ACTIVITY: All lines holding the word "format" should be located in the records and copied.
### MATERIAL FOR THIS EXERCISE
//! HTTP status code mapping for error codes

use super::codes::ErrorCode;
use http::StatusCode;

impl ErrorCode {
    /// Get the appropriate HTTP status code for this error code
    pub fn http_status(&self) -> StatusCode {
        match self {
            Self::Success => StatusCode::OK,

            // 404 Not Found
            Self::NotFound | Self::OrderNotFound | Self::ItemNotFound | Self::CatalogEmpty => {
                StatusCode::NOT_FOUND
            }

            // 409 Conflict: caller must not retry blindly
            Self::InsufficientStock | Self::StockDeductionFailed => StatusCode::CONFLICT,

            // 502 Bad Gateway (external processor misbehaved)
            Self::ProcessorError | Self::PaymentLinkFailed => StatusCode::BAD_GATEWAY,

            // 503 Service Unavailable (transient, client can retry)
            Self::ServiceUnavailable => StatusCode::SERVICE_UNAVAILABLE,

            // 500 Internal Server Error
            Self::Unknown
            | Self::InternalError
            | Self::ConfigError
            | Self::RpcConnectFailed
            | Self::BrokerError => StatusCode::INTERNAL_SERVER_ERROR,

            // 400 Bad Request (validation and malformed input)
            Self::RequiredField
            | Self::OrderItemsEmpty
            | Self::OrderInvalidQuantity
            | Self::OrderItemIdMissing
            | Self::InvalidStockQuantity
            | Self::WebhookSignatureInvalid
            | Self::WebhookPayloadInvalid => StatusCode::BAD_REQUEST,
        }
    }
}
######
### MATERIAL FOR THIS EXERCISE
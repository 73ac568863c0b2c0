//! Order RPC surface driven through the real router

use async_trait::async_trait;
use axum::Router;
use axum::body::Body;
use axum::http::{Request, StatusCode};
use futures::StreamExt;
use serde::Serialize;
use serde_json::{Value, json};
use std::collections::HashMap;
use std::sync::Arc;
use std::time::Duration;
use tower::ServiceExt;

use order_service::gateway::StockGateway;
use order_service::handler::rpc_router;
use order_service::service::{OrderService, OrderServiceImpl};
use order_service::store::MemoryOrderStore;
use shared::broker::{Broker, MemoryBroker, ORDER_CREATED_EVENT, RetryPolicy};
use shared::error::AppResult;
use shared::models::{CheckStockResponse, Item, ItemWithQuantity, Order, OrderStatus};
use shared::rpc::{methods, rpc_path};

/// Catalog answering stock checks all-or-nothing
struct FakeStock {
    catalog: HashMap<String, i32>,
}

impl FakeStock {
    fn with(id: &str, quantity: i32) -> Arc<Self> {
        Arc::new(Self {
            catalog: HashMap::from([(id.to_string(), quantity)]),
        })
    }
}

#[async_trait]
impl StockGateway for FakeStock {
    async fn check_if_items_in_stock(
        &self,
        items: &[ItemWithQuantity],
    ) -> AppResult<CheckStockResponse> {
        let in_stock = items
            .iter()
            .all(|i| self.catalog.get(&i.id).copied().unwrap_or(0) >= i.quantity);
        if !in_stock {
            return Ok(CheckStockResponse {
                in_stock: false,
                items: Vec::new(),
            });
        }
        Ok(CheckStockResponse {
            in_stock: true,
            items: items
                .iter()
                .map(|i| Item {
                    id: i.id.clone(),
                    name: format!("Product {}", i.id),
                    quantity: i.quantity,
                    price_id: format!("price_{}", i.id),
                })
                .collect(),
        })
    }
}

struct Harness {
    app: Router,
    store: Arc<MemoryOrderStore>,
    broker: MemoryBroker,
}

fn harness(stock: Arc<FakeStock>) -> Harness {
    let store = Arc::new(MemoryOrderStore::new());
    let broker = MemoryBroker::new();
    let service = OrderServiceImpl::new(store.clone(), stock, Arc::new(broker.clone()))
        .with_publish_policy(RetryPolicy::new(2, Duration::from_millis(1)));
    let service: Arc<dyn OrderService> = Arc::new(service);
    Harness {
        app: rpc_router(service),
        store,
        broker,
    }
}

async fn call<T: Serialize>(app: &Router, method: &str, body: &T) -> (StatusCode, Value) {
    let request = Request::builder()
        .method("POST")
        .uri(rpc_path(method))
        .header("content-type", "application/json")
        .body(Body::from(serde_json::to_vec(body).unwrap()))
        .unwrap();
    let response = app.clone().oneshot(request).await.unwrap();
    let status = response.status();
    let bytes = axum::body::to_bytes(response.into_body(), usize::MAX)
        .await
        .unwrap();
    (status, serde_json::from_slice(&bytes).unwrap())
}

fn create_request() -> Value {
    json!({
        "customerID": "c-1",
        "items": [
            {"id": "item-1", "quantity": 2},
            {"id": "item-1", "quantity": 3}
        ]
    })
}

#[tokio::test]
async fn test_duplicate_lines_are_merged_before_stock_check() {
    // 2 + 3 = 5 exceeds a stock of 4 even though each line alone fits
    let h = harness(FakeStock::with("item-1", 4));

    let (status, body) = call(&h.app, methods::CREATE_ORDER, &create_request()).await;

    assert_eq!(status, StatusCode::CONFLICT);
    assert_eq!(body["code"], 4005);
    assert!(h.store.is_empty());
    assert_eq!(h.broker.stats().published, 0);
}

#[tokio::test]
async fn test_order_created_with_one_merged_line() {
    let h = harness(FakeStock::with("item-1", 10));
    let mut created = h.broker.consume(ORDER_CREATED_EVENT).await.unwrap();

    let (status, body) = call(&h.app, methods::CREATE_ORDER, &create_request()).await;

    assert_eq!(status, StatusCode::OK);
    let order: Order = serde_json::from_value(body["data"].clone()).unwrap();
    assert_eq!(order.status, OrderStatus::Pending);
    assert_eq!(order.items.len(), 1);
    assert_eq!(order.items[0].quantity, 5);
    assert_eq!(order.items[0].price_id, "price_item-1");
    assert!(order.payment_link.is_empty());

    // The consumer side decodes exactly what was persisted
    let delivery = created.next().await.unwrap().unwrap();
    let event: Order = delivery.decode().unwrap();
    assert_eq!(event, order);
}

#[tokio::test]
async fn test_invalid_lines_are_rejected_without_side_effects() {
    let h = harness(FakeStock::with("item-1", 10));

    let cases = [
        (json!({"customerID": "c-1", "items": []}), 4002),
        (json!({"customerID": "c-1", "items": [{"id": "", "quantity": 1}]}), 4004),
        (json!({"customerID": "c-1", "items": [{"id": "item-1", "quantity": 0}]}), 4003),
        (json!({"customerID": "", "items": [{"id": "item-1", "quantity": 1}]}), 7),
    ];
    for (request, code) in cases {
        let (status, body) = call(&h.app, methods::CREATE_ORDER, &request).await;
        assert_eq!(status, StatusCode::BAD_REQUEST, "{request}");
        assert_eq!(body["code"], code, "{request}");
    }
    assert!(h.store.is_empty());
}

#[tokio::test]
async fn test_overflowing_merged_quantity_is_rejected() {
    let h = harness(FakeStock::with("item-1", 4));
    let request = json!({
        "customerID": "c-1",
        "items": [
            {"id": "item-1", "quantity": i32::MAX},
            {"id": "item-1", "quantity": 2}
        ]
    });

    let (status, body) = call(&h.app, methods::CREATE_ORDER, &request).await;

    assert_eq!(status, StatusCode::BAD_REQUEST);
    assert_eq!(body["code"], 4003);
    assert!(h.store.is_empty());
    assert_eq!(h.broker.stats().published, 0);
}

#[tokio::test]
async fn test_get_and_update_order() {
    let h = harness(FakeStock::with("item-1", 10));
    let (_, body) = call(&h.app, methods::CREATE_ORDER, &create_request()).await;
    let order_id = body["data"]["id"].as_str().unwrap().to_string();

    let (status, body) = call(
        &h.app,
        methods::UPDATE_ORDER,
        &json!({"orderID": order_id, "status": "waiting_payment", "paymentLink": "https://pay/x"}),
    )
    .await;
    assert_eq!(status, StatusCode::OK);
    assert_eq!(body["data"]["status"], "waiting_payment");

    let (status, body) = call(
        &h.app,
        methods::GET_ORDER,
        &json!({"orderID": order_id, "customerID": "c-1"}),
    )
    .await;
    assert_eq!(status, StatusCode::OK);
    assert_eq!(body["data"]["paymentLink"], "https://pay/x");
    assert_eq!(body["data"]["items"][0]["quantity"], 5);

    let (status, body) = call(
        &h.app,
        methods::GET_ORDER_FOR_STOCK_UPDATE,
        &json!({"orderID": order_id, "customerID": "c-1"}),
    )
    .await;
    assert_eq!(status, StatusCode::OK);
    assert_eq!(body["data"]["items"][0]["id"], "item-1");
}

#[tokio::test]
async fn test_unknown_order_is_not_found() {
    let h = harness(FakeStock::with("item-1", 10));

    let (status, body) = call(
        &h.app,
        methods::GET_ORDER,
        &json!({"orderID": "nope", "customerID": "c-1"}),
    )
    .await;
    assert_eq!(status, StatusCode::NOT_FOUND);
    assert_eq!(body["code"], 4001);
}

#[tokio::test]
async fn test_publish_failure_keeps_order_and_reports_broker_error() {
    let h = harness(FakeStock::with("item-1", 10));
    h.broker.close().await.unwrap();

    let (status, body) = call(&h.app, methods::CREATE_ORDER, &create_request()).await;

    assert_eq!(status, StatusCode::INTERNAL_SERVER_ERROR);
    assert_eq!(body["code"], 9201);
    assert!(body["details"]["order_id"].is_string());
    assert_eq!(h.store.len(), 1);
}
######
EXERCISE SOLUTION:
                    name: format!("Product {}", i.id),
                    price_id: format!("price_{}", i.id),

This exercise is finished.